Vi sono stati degli scontenti e delle critiche, per cui hanno fatto marcia indietro e hanno detto che avrebbero adottato la Costituzione in un anno e mezzo, cioè entro il 23 ottobre di quest'anno. Quindi, la Costituzione dovrebbe essere adottata in via definitiva. Ho visto parecchie volte il Presidente dell'Assemblea nazionale costituente, Ben Jaafar, che è un rappresentante del partito Ettakatol.
Per la precisione, vi sono tre partiti nella trojka tunisina; il partito Ennahda, il partito del Congresso per la Repubblica e, appunto, Ettakatol, che si sono divisi le poltrone più importanti (Capo dello Stato, Primo ministro e Presidente dell'Assemblea costituente). A ogni modo, Ben Jaafar era d'accordo con me nel ritenere che occorre fare al più presto la Costituzione, ma senza precipitazione. È meglio impiegare qualche settimana o mese in più e avere un buon testo piuttosto che avere un testo scadente e rispettare il limite temporale imposto. Comunque, sino a oggi, è ancora prevista l'adozione entro il 23 ottobre. Penso che, probabilmente, vi sarà un piccolo ritardo. A ogni modo, entro l'autunno la Costituzione sarà adottata.
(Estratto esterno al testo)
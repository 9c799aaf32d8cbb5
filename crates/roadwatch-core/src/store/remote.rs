//! Shared multi-writer issue store with push notifications.
//!
//! [`RemoteHub`] stands in for a realtime backend: it owns the canonical
//! collection, applies writes in arrival order (last write wins), and pushes
//! one [`ChangeEvent`] per affected record to every subscriber, including
//! the writer. Each UI session talks to it through a [`RemoteIssueStore`].
//!
//! The hub can be taken offline or told to fail upcoming writes, which
//! surfaces as [`StoreError::Transient`] on the client.

use async_trait::async_trait;
use chrono::Utc;
use std::sync::{Arc, Mutex, MutexGuard, PoisonError};
use std::time::Duration;

use super::{ChangeEvent, IssueStore, SubscriberSet, Subscription};
use crate::error::StoreError;
use crate::model::{IssueDraft, IssueId, IssueRecord, IssueStatus};

/// Fault injection for the simulated transport.
#[derive(Debug, Clone, Copy, Default, PartialEq, Eq)]
pub struct FaultPlan {
    /// Every call fails while set.
    pub offline: bool,
    /// Number of upcoming writes to reject.
    pub fail_next_writes: u32,
    /// Delay applied before each call reaches the hub.
    pub latency: Duration,
}

#[derive(Debug, Default)]
struct HubState {
    records: Vec<IssueRecord>,
    faults: FaultPlan,
}

impl HubState {
    fn check_reachable(&self) -> Result<(), StoreError> {
        if self.faults.offline {
            return Err(StoreError::Transient {
                reason: "remote store is offline".to_string(),
            });
        }
        Ok(())
    }

    fn admit_write(&mut self) -> Result<(), StoreError> {
        self.check_reachable()?;
        if self.faults.fail_next_writes > 0 {
            self.faults.fail_next_writes -= 1;
            return Err(StoreError::Transient {
                reason: "write rejected by remote store".to_string(),
            });
        }
        Ok(())
    }
}

/// The shared backend. Clones refer to the same collection.
#[derive(Debug, Clone, Default)]
pub struct RemoteHub {
    state: Arc<Mutex<HubState>>,
    subscribers: SubscriberSet,
}

impl RemoteHub {
    #[must_use]
    pub fn new() -> Self {
        Self::default()
    }

    fn state(&self) -> MutexGuard<'_, HubState> {
        self.state.lock().unwrap_or_else(PoisonError::into_inner)
    }

    /// Open a client session. `session` is the default reporter identity.
    pub fn connect(&self, session: impl Into<String>) -> RemoteIssueStore {
        RemoteIssueStore {
            hub: self.clone(),
            session: session.into(),
        }
    }

    pub fn set_offline(&self, offline: bool) {
        self.state().faults.offline = offline;
        tracing::info!(offline, "remote hub reachability changed");
    }

    pub fn fail_next_writes(&self, count: u32) {
        self.state().faults.fail_next_writes = count;
    }

    pub fn set_latency(&self, latency: Duration) {
        self.state().faults.latency = latency;
    }

    #[must_use]
    pub fn faults(&self) -> FaultPlan {
        self.state().faults
    }

    /// Canonical collection, bypassing fault injection.
    #[must_use]
    pub fn snapshot(&self) -> Vec<IssueRecord> {
        self.state().records.clone()
    }

    #[must_use]
    pub fn subscriber_count(&self) -> usize {
        self.subscribers.len()
    }

    /// Delete a record from outside any client session (moderation,
    /// retention). Emits `Removed`; returns whether the id existed.
    pub fn remove(&self, id: &IssueId) -> bool {
        let mut state = self.state();
        let before = state.records.len();
        state.records.retain(|r| &r.id != id);
        let removed = state.records.len() != before;
        if removed {
            tracing::info!(%id, "issue removed externally");
            self.subscribers.emit(&ChangeEvent::removed(id.clone()));
        }
        removed
    }

    async fn transit(&self) {
        let latency = self.state().faults.latency;
        if !latency.is_zero() {
            tokio::time::sleep(latency).await;
        }
    }
}

/// One session's view of a [`RemoteHub`].
#[derive(Debug, Clone)]
pub struct RemoteIssueStore {
    hub: RemoteHub,
    session: String,
}

impl RemoteIssueStore {
    #[must_use]
    pub fn session(&self) -> &str {
        &self.session
    }

    #[must_use]
    pub const fn hub(&self) -> &RemoteHub {
        &self.hub
    }
}

#[async_trait]
impl IssueStore for RemoteIssueStore {
    async fn list(&self) -> Result<Vec<IssueRecord>, StoreError> {
        self.hub.transit().await;
        let state = self.hub.state();
        state.check_reachable()?;
        Ok(state.records.clone())
    }

    async fn create(&self, mut draft: IssueDraft) -> Result<IssueRecord, StoreError> {
        draft.validate()?;
        if draft.reported_by.as_deref().is_none_or(|r| r.trim().is_empty()) {
            draft.reported_by = Some(self.session.clone());
        }

        self.hub.transit().await;
        let mut state = self.hub.state();
        state.admit_write().inspect_err(|err| {
            tracing::warn!(session = %self.session, error = %err, "remote create failed");
        })?;

        let now = Utc::now();
        let mut id = IssueId::generate(now);
        while state.records.iter().any(|r| r.id == id) {
            id = IssueId::generate(now);
        }
        let record = IssueRecord::from_draft(draft, id, now)?;
        state.records.push(record.clone());

        tracing::info!(session = %self.session, id = %record.id, "remote issue created");
        self.hub.subscribers.emit(&ChangeEvent::added(record.clone()));
        Ok(record)
    }

    async fn update_status(
        &self,
        id: &IssueId,
        status: IssueStatus,
    ) -> Result<IssueRecord, StoreError> {
        self.hub.transit().await;
        let mut state = self.hub.state();
        state.admit_write().inspect_err(|err| {
            tracing::warn!(session = %self.session, %id, error = %err, "remote status update failed");
        })?;

        let Some(record) = state.records.iter_mut().find(|r| &r.id == id) else {
            return Err(StoreError::NotFound { id: id.clone() });
        };
        record.status = status;
        let updated = record.clone();

        tracing::info!(session = %self.session, %id, %status, "remote issue status updated");
        self.hub.subscribers.emit(&ChangeEvent::modified(updated.clone()));
        Ok(updated)
    }

    async fn subscribe(&self) -> Result<Subscription, StoreError> {
        self.hub.transit().await;
        let state = self.hub.state();
        state.check_reachable()?;
        let replay = state.records.iter().cloned().map(ChangeEvent::added);
        Ok(self.hub.subscribers.subscribe(replay))
    }
}

#[cfg(test)]
mod tests {
    use super::RemoteHub;
    use crate::error::StoreError;
    use crate::model::{IssueDraft, IssueStatus, LatLng};
    use crate::store::{ChangeKind, IssueStore};

    fn draft() -> IssueDraft {
        IssueDraft::new("Pothole", LatLng::new(19.05, 72.86).unwrap())
    }

    #[tokio::test]
    async fn session_name_fills_missing_reporter() {
        let hub = RemoteHub::new();
        let store = hub.connect("ward-7");
        let record = store.create(draft()).await.unwrap();
        assert_eq!(record.reported_by, "ward-7");

        let named = store.create(draft().reported_by("asha")).await.unwrap();
        assert_eq!(named.reported_by, "asha");
    }

    #[tokio::test]
    async fn injected_failures_are_transient_and_leave_no_trace() {
        let hub = RemoteHub::new();
        let store = hub.connect("a");
        let mut sub = store.subscribe().await.unwrap();
        hub.fail_next_writes(1);

        let err = store.create(draft()).await.unwrap_err();
        assert!(matches!(err, StoreError::Transient { .. }));
        assert!(hub.snapshot().is_empty());
        assert!(sub.drain().is_empty());

        store.create(draft()).await.unwrap();
        assert_eq!(hub.snapshot().len(), 1);
    }

    #[tokio::test]
    async fn invalid_draft_fails_validation_while_offline() {
        let hub = RemoteHub::new();
        let store = hub.connect("a");
        hub.set_offline(true);
        let err = store
            .create(IssueDraft::new("   ", LatLng::new(19.05, 72.86).unwrap()))
            .await
            .unwrap_err();
        assert!(matches!(err, StoreError::Validation(_)), "got {err:?}");
    }

    #[tokio::test]
    async fn invalid_draft_does_not_consume_injected_failure() {
        let hub = RemoteHub::new();
        let store = hub.connect("a");
        hub.fail_next_writes(1);

        let err = store
            .create(IssueDraft::new("  ", LatLng::new(19.05, 72.86).unwrap()))
            .await
            .unwrap_err();
        assert!(matches!(err, StoreError::Validation(_)), "got {err:?}");

        let err = store.create(draft()).await.unwrap_err();
        assert!(matches!(err, StoreError::Transient { .. }));
        store.create(draft()).await.unwrap();
        assert_eq!(hub.snapshot().len(), 1);
    }

    #[tokio::test]
    async fn offline_hub_rejects_reads_and_subscriptions() {
        let hub = RemoteHub::new();
        let store = hub.connect("a");
        hub.set_offline(true);
        assert!(matches!(store.list().await, Err(StoreError::Transient { .. })));
        assert!(matches!(store.subscribe().await, Err(StoreError::Transient { .. })));
        hub.set_offline(false);
        assert!(store.list().await.unwrap().is_empty());
    }

    #[tokio::test]
    async fn external_removal_is_pushed() {
        let hub = RemoteHub::new();
        let store = hub.connect("a");
        let record = store.create(draft()).await.unwrap();
        let mut sub = store.subscribe().await.unwrap();
        assert_eq!(sub.drain().len(), 1);

        assert!(hub.remove(&record.id));
        assert!(!hub.remove(&record.id));
        let events = sub.drain();
        assert_eq!(events.len(), 1);
        assert_eq!(events[0].kind, ChangeKind::Removed);
        assert_eq!(events[0].id, record.id);
    }

    #[tokio::test]
    async fn last_status_write_wins() {
        let hub = RemoteHub::new();
        let alice = hub.connect("alice");
        let bob = hub.connect("bob");
        let record = alice.create(draft()).await.unwrap();

        bob.update_status(&record.id, IssueStatus::Resolved).await.unwrap();
        alice.update_status(&record.id, IssueStatus::InProgress).await.unwrap();

        assert_eq!(hub.snapshot()[0].status, IssueStatus::InProgress);
    }

    #[tokio::test(start_paused = true)]
    async fn latency_delays_calls() {
        let hub = RemoteHub::new();
        hub.set_latency(std::time::Duration::from_millis(250));
        let store = hub.connect("a");
        let started = tokio::time::Instant::now();
        store.create(draft()).await.unwrap();
        assert!(started.elapsed() >= std::time::Duration::from_millis(250));
    }
}
use chrono::{DateTime, Utc};
use rand::Rng;
use serde::{Deserialize, Serialize};
use std::{fmt, str::FromStr};

use super::location::LatLng;
use crate::error::ValidationError;

/// Reporter name used when a submission carries no identity.
pub const ANONYMOUS: &str = "Anonymous";

const ID_PREFIX: &str = "r_";
const ID_SUFFIX_LEN: usize = 6;
const BASE36: &[u8; 36] = b"0123456789abcdefghijklmnopqrstuvwxyz";

/// Opaque unique issue identifier, `r_<unix-millis>_<6 base36 chars>`.
#[derive(Debug, Clone, PartialEq, Eq, Hash, PartialOrd, Ord, Serialize, Deserialize)]
#[serde(transparent)]
pub struct IssueId(String);

impl IssueId {
    /// Mint a fresh id stamped with `now`.
    #[must_use]
    pub fn generate(now: DateTime<Utc>) -> Self {
        let mut rng = rand::thread_rng();
        let suffix: String = (0..ID_SUFFIX_LEN)
            .map(|_| char::from(BASE36[rng.gen_range(0..BASE36.len())]))
            .collect();
        Self(format!("{ID_PREFIX}{}_{suffix}", now.timestamp_millis()))
    }

    /// Wrap an id read back from storage or typed by a user.
    pub fn new_unchecked(raw: impl Into<String>) -> Self {
        Self(raw.into())
    }

    #[must_use]
    pub fn as_str(&self) -> &str {
        &self.0
    }
}

impl fmt::Display for IssueId {
    fn fmt(&self, f: &mut fmt::Formatter<'_>) -> fmt::Result {
        f.write_str(&self.0)
    }
}

impl FromStr for IssueId {
    type Err = ValidationError;

    fn from_str(s: &str) -> Result<Self, Self::Err> {
        let trimmed = s.trim();
        if trimmed.is_empty() {
            return Err(ValidationError::new("id", s, "must not be empty"));
        }
        if trimmed.chars().any(|c| c.is_whitespace() || c.is_control()) {
            return Err(ValidationError::new(
                "id",
                s,
                "must not contain whitespace or control characters",
            ));
        }
        Ok(Self(trimmed.to_string()))
    }
}

/// Lifecycle status of a report. Any status may move to any other.
#[derive(Debug, Clone, Copy, PartialEq, Eq, Hash, Serialize, Deserialize)]
pub enum IssueStatus {
    Received,
    #[serde(rename = "In Progress")]
    InProgress,
    Resolved,
}

impl IssueStatus {
    /// All statuses in the order the authority selector lists them.
    pub const ALL: [Self; 3] = [Self::Received, Self::InProgress, Self::Resolved];

    #[must_use]
    pub const fn as_str(self) -> &'static str {
        match self {
            Self::Received => "Received",
            Self::InProgress => "In Progress",
            Self::Resolved => "Resolved",
        }
    }
}

impl Default for IssueStatus {
    fn default() -> Self {
        Self::Received
    }
}

impl fmt::Display for IssueStatus {
    fn fmt(&self, f: &mut fmt::Formatter<'_>) -> fmt::Result {
        f.write_str(self.as_str())
    }
}

fn normalize(input: &str) -> String {
    input
        .trim()
        .chars()
        .filter(|c| !matches!(c, ' ' | '_' | '-'))
        .collect::<String>()
        .to_ascii_lowercase()
}

impl FromStr for IssueStatus {
    type Err = ValidationError;

    fn from_str(s: &str) -> Result<Self, Self::Err> {
        match normalize(s).as_str() {
            "received" => Ok(Self::Received),
            "inprogress" => Ok(Self::InProgress),
            "resolved" => Ok(Self::Resolved),
            _ => Err(ValidationError::new(
                "status",
                s,
                "expected one of Received, In Progress, Resolved",
            )),
        }
    }
}

/// Embedded or referenced image payload (usually a `data:` URL). Opaque.
#[derive(Debug, Clone, PartialEq, Eq, Serialize, Deserialize)]
#[serde(transparent)]
pub struct PhotoPayload(String);

impl PhotoPayload {
    pub fn new(raw: impl Into<String>) -> Self {
        Self(raw.into())
    }

    #[must_use]
    pub fn as_str(&self) -> &str {
        &self.0
    }

    /// MIME type when the payload is a `data:` URL.
    #[must_use]
    pub fn mime(&self) -> Option<&str> {
        let rest = self.0.strip_prefix("data:")?;
        let end = rest.find([';', ','])?;
        Some(&rest[..end])
    }
}

/// What a citizen submits. Turned into an [`IssueRecord`] by the store.
#[derive(Debug, Clone, PartialEq)]
pub struct IssueDraft {
    pub issue_type: String,
    pub description: Option<String>,
    pub location: LatLng,
    pub photo: Option<PhotoPayload>,
    pub reported_by: Option<String>,
}

impl IssueDraft {
    pub fn new(issue_type: impl Into<String>, location: LatLng) -> Self {
        Self {
            issue_type: issue_type.into(),
            description: None,
            location,
            photo: None,
            reported_by: None,
        }
    }

    #[must_use]
    pub fn with_description(mut self, description: impl Into<String>) -> Self {
        self.description = Some(description.into());
        self
    }

    #[must_use]
    pub fn with_photo(mut self, photo: PhotoPayload) -> Self {
        self.photo = Some(photo);
        self
    }

    #[must_use]
    pub fn reported_by(mut self, who: impl Into<String>) -> Self {
        self.reported_by = Some(who.into());
        self
    }

    /// Check the required fields without building a record.
    ///
    /// Stores call this before any write attempt.
    pub fn validate(&self) -> Result<(), ValidationError> {
        let issue_type = self.issue_type.trim();
        if issue_type.is_empty() {
            return Err(ValidationError::new(
                "type",
                self.issue_type.as_str(),
                "must not be empty",
            ));
        }
        if issue_type.chars().any(char::is_control) {
            return Err(ValidationError::new(
                "type",
                self.issue_type.as_str(),
                "must not contain control characters",
            ));
        }
        self.location.validate()
    }
}

/// One reported road problem. The persisted shape matches the
/// `citizen_reports_v1` JSON layout (`type`, `desc`, `lat`, `lng`,
/// `reportedBy`, `createdAt` in epoch millis).
#[derive(Debug, Clone, PartialEq, Serialize, Deserialize)]
#[serde(rename_all = "camelCase")]
pub struct IssueRecord {
    pub id: IssueId,
    #[serde(rename = "type")]
    pub issue_type: String,
    #[serde(rename = "desc", default, skip_serializing_if = "Option::is_none")]
    pub description: Option<String>,
    #[serde(flatten)]
    pub location: LatLng,
    #[serde(default)]
    pub photo: Option<PhotoPayload>,
    pub status: IssueStatus,
    #[serde(default = "anonymous")]
    pub reported_by: String,
    #[serde(with = "chrono::serde::ts_milliseconds")]
    pub created_at: DateTime<Utc>,
}

fn anonymous() -> String {
    ANONYMOUS.to_string()
}

impl IssueRecord {
    /// Validate a draft and build a fully-formed record with status `Received`.
    ///
    /// Required text is trimmed; a blank description is stored as absent and
    /// a blank reporter falls back to [`ANONYMOUS`].
    pub fn from_draft(
        draft: IssueDraft,
        id: IssueId,
        created_at: DateTime<Utc>,
    ) -> Result<Self, ValidationError> {
        draft.validate()?;
        let issue_type = draft.issue_type.trim();

        let description = draft
            .description
            .map(|d| d.trim().to_string())
            .filter(|d| !d.is_empty());
        let reported_by = draft
            .reported_by
            .map(|r| r.trim().to_string())
            .filter(|r| !r.is_empty())
            .unwrap_or_else(anonymous);

        Ok(Self {
            id,
            issue_type: issue_type.to_string(),
            description,
            location: draft.location,
            photo: draft.photo,
            status: IssueStatus::Received,
            reported_by,
            created_at,
        })
    }
}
Nel frattempo, è successo che l'Assemblea costituente ha deciso di creare sette Commissioni costituzionali, di cui sei per ciascun capitolo della Costituzione (diritti dell'uomo, sistema di governo, poteri giudiziari e così via) e una di coordinamento, che ha già ricevuto i progetti di capitoli dalle diverse Commissioni, li ha esaminati la settimana scorsa e ha rimandato i testi, con alcune raccomandazioni, alle singole Commissioni tematiche, le quali stanno lavorando e dovrebbero ripresentare i testi emendati all'inizio della settimana ventura. Dopodiché, ci sarà una prima discussione in seduta plenaria e poi finalmente l'adozione intorno al 23 ottobre.
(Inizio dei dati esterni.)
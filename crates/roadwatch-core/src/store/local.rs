//! Single-process issue store over a named key/value record.
//!
//! The whole collection lives under one key as a JSON array. Each write
//! loads it, applies one change, and serializes the full array back inside a
//! single [`KvStore::update`], so writers sharing the key (other handles or
//! other processes) never lose each other's changes.

use async_trait::async_trait;
use chrono::Utc;
use std::sync::{Mutex, MutexGuard, PoisonError};

use super::kv::KvStore;
use super::{ChangeEvent, IssueStore, SubscriberSet, Subscription};
use crate::error::StoreError;
use crate::model::{IssueDraft, IssueId, IssueRecord, IssueStatus};

/// Key the collection is stored under unless configured otherwise.
pub const DEFAULT_KEY: &str = "citizen_reports_v1";

pub struct LocalIssueStore<K: KvStore> {
    kv: K,
    key: String,
    subscribers: SubscriberSet,
    writer: Mutex<()>,
}

impl<K: KvStore> LocalIssueStore<K> {
    pub fn new(kv: K) -> Self {
        Self::with_key(kv, DEFAULT_KEY)
    }

    pub fn with_key(kv: K, key: impl Into<String>) -> Self {
        Self {
            kv,
            key: key.into(),
            subscribers: SubscriberSet::new(),
            writer: Mutex::new(()),
        }
    }

    #[must_use]
    pub fn key(&self) -> &str {
        &self.key
    }

    fn lock_writer(&self) -> MutexGuard<'_, ()> {
        self.writer.lock().unwrap_or_else(PoisonError::into_inner)
    }

    fn decode(&self, raw: Option<&str>) -> Result<Vec<IssueRecord>, StoreError> {
        let Some(raw) = raw else {
            return Ok(Vec::new());
        };
        serde_json::from_str(raw).map_err(|source| StoreError::Corrupt {
            key: self.key.clone(),
            source,
        })
    }

    fn encode(&self, records: &[IssueRecord]) -> Result<String, StoreError> {
        serde_json::to_string(records).map_err(|source| StoreError::Corrupt {
            key: self.key.clone(),
            source,
        })
    }

    fn load(&self) -> Result<Vec<IssueRecord>, StoreError> {
        self.decode(self.kv.get(&self.key)?.as_deref())
    }

    /// Load, change and save the collection while the key is held
    /// exclusively. An error from `change` leaves storage untouched.
    fn modify<T>(
        &self,
        change: impl FnOnce(&mut Vec<IssueRecord>) -> Result<T, StoreError>,
    ) -> Result<T, StoreError> {
        let mut change = Some(change);
        let mut outcome = None;
        self.kv.update(&self.key, &mut |raw: Option<String>| {
            let change = change.take()?;
            let result = self.decode(raw.as_deref()).and_then(|mut records| {
                let value = change(&mut records)?;
                Ok((value, self.encode(&records)?))
            });
            match result {
                Ok((value, raw)) => {
                    outcome = Some(Ok(value));
                    Some(raw)
                }
                Err(err) => {
                    outcome = Some(Err(err));
                    None
                }
            }
        })?;
        outcome.unwrap_or_else(|| {
            Err(StoreError::Transient {
                reason: format!("update of '{}' was not applied", self.key),
            })
        })
    }

    /// Current collection, read straight from storage.
    pub fn records(&self) -> Result<Vec<IssueRecord>, StoreError> {
        let _guard = self.lock_writer();
        self.load()
    }

    /// Synchronous create; see [`IssueStore::create`].
    pub fn create_record(&self, draft: IssueDraft) -> Result<IssueRecord, StoreError> {
        draft.validate()?;
        let _guard = self.lock_writer();
        let record = self.modify(|records| {
            let now = Utc::now();
            let mut id = IssueId::generate(now);
            while records.iter().any(|r| r.id == id) {
                id = IssueId::generate(now);
            }
            let record = IssueRecord::from_draft(draft, id, now)?;
            records.push(record.clone());
            Ok(record)
        })?;

        tracing::info!(id = %record.id, issue_type = %record.issue_type, "issue created");
        self.subscribers.emit(&ChangeEvent::added(record.clone()));
        Ok(record)
    }

    /// Synchronous status overwrite; see [`IssueStore::update_status`].
    pub fn set_status(&self, id: &IssueId, status: IssueStatus) -> Result<IssueRecord, StoreError> {
        let _guard = self.lock_writer();
        let (previous, updated) = self.modify(|records| {
            let Some(record) = records.iter_mut().find(|r| &r.id == id) else {
                tracing::warn!(%id, "status update for unknown issue");
                return Err(StoreError::NotFound { id: id.clone() });
            };
            let previous = record.status;
            record.status = status;
            Ok((previous, record.clone()))
        })?;

        tracing::info!(%id, from = %previous, to = %status, "issue status updated");
        self.subscribers.emit(&ChangeEvent::modified(updated.clone()));
        Ok(updated)
    }

    /// Synchronous subscribe; see [`IssueStore::subscribe`].
    pub fn subscribe_now(&self) -> Result<Subscription, StoreError> {
        let _guard = self.lock_writer();
        let replay = self.load()?.into_iter().map(ChangeEvent::added);
        Ok(self.subscribers.subscribe(replay))
    }
}

#[async_trait]
impl<K: KvStore> IssueStore for LocalIssueStore<K> {
    async fn list(&self) -> Result<Vec<IssueRecord>, StoreError> {
        self.records()
    }

    async fn create(&self, draft: IssueDraft) -> Result<IssueRecord, StoreError> {
        self.create_record(draft)
    }

    async fn update_status(
        &self,
        id: &IssueId,
        status: IssueStatus,
    ) -> Result<IssueRecord, StoreError> {
        self.set_status(id, status)
    }

    async fn subscribe(&self) -> Result<Subscription, StoreError> {
        self.subscribe_now()
    }
}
Nel contempo, ci hanno richiesto regolarmente pareri su punti specifici, soprattutto in relazione a quanto si fa in Paesi come l'Italia, la Francia o la Germania a proposito dei singoli aspetti (per esempio, per l'indipendenza del potere giudiziario, se esiste un organo di controllo della magistratura, come il Consiglio superiore della magistratura e via dicendo). Noi rispondiamo puntualmente, in modo da alimentare la riflessione dei membri la Commissione, sperando che seguano esperienze riuscite in altri Paesi.
È prevista una visita di una delegazione della Commissione di Venezia a Tunisi nella prima settimana di ottobre, prima dell'adozione finale del testo, per un ulteriore e forse ultimo scambio di vedute. Attualmente, non abbiamo ancora visto il progetto complessivo di Costituzione. Vi sono dei punti che ci preoccupano; altri, invece, vanno bene.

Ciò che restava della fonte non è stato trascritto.